Find how many lines of the entries contain the word "Result", then report that figure alone.
[Given entries Boundary: Start]
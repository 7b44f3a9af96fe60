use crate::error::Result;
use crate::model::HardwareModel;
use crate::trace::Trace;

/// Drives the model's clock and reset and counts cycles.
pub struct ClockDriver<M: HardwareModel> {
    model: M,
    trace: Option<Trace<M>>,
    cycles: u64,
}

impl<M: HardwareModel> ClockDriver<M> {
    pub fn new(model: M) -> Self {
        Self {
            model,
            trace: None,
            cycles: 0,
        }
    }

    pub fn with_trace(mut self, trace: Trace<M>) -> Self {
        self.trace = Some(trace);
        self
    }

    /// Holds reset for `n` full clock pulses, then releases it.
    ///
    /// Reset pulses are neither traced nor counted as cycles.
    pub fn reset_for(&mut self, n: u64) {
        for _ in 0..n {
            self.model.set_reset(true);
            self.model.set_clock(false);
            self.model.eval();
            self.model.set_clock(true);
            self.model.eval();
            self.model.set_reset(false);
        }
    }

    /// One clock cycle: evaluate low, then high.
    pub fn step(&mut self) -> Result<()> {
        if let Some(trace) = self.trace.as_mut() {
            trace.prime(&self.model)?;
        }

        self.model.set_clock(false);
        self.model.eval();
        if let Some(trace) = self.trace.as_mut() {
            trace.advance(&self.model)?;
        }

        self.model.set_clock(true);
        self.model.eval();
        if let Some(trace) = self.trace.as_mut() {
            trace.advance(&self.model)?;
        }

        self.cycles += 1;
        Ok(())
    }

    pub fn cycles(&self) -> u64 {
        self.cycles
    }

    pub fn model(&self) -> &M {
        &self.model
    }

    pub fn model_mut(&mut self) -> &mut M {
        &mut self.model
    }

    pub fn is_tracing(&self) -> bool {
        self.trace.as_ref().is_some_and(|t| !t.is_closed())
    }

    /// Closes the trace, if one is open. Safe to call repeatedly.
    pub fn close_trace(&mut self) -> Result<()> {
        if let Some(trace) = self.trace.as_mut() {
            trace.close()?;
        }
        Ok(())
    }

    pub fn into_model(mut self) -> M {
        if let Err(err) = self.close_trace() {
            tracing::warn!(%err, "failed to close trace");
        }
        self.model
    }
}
[Given entries Boundary: End]
■ Response to the task ■
3